--- Task goal ---
Scan the entries that follow and copy out every line containing "GameStart".

Saved data entries:
//! Host and client sessions.
//!
//! ## Key Types
//!
//! - `HostSession`: Owns the decks and the turn order, relays announcements
//! - `ClientSession`: Replicated view of one remote participant
//! - `DeckAuthority`: Host-only deck state and the opening deal
//! - `TurnOrder` / `TurnPhase`: Whose turn it is
//! - `Seat`: The local player's hand, played area and discard pile
//! - `Notices`: Outbox of user-visible messages

pub mod authority;
pub mod client;
pub mod host;
pub mod notice;
pub mod outcome;
pub mod seat;
pub mod turn;

pub use authority::{DeckAuthority, InitialDeal};
pub use client::ClientSession;
pub use host::HostSession;
pub use notice::{Notice, NoticeLevel, Notices};
pub use outcome::{check_for_winner, Victory};
pub use seat::Seat;
pub use turn::{Removal, TurnOrder, TurnPhase};
//! Wire messages.
//!
//! Every message is a JSON object tagged by `type`, with camelCase payload
//! fields. The set of kinds is closed; dispatch sites match exhaustively.
//!
//! ## Delivery
//!
//! At-most-once, unordered across connections, no acknowledgement and no
//! retry. A lost update is never recovered: the receiver stays diverged
//! until a later full-replace update of the same slice happens to arrive.

use serde::{Deserialize, Serialize};
use smallvec::SmallVec;

use crate::cards::{Card, CardId};
use crate::core::PlayerId;

/// Revision of the message set carried in `welcome`.
///
/// Revision 1 is the best-effort protocol plus `card_discarded`,
/// `draw_request`, `card_dealt` and host relaying.
pub const PROTOCOL_VERSION: u32 = 1;

/// Face-up special cards on the table, by slot.
pub type SpecialCards = SmallVec<[Card; 3]>;

#[derive(Clone, Debug, PartialEq, Eq, Serialize, Deserialize)]
#[serde(tag = "type", rename_all = "snake_case", rename_all_fields = "camelCase")]
pub enum Message {
    /// Host greets a freshly opened connection.
    Welcome {
        host_name: String,
        #[serde(default)]
        protocol_version: u32,
    },

    /// Client introduces itself to the host.
    PlayerInfo { name: String, color: String },

    /// Host starts the game; `player_cards` is the receiver's hand.
    GameStart {
        player_cards: Vec<Card>,
        special_cards: SpecialCards,
        turn_order: Vec<PlayerId>,
        current_turn: PlayerId,
    },

    /// Full replacement of the receiver's hand.
    HandUpdate { cards: Vec<Card> },

    /// Full replacement of the special area.
    SpecialCardsUpdate { cards: SpecialCards },

    /// Full replacement of turn order and current turn.
    TurnOrderUpdate {
        turn_order: Vec<PlayerId>,
        current_turn: PlayerId,
    },

    TurnUpdate { current_turn: PlayerId },

    /// A player moved a card from hand to their played area.
    CardPlayed {
        player_id: PlayerId,
        card_id: CardId,
        #[serde(default)]
        hand_size: usize,
        #[serde(default)]
        played_cards: Vec<Card>,
    },

    CardDrawn {
        player_id: PlayerId,
        #[serde(default)]
        hand_size: usize,
    },

    /// Broadcast; only the peer named by `target_player_id` acts on it.
    TakeCardRequest {
        target_player_id: PlayerId,
        card_id: CardId,
        requester_id: PlayerId,
    },

    /// The surrendered card, addressed to the requester.
    CardReceived {
        card: Card,
        #[serde(default, skip_serializing_if = "Option::is_none")]
        recipient_id: Option<PlayerId>,
    },

    /// Public notice that `player_id` took a card from `target_player_id`.
    CardTaken {
        player_id: PlayerId,
        target_player_id: PlayerId,
    },

    CardDiscarded { player_id: PlayerId, card_id: CardId },

    /// Client asks the host to draw a main card on its behalf.
    DrawRequest { player_id: PlayerId },

    /// Host answers a draw request with the drawn card.
    CardDealt { card: Card },
}

impl Message {
    /// Wire tag of this message.
    #[must_use]
    pub fn kind(&self) -> &'static str {
        match self {
            Message::Welcome { .. } => "welcome",
            Message::PlayerInfo { .. } => "player_info",
            Message::GameStart { .. } => "game_start",
            Message::HandUpdate { .. } => "hand_update",
            Message::SpecialCardsUpdate { .. } => "special_cards_update",
            Message::TurnOrderUpdate { .. } => "turn_order_update",
            Message::TurnUpdate { .. } => "turn_update",
            Message::CardPlayed { .. } => "card_played",
            Message::CardDrawn { .. } => "card_drawn",
            Message::TakeCardRequest { .. } => "take_card_request",
            Message::CardReceived { .. } => "card_received",
            Message::CardTaken { .. } => "card_taken",
            Message::CardDiscarded { .. } => "card_discarded",
            Message::DrawRequest { .. } => "draw_request",
            Message::CardDealt { .. } => "card_dealt",
        }
    }

    /// Public announcements the host forwards from one client to the rest.
    #[must_use]
    pub fn is_relayed_announcement(&self) -> bool {
        matches!(
            self,
            Message::CardPlayed { .. }
                | Message::CardDrawn { .. }
                | Message::CardTaken { .. }
                | Message::CardDiscarded { .. }
        )
    }

    /// Actions that end the sender's turn when the sender holds it.
    #[must_use]
    pub fn ends_turn(&self) -> bool {
        matches!(
            self,
            Message::CardPlayed { .. }
                | Message::CardDiscarded { .. }
                | Message::TakeCardRequest { .. }
                | Message::DrawRequest { .. }
        )
    }
}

--- Answer below ---
    GameStart {
            Message::GameStart { .. } => "game_start",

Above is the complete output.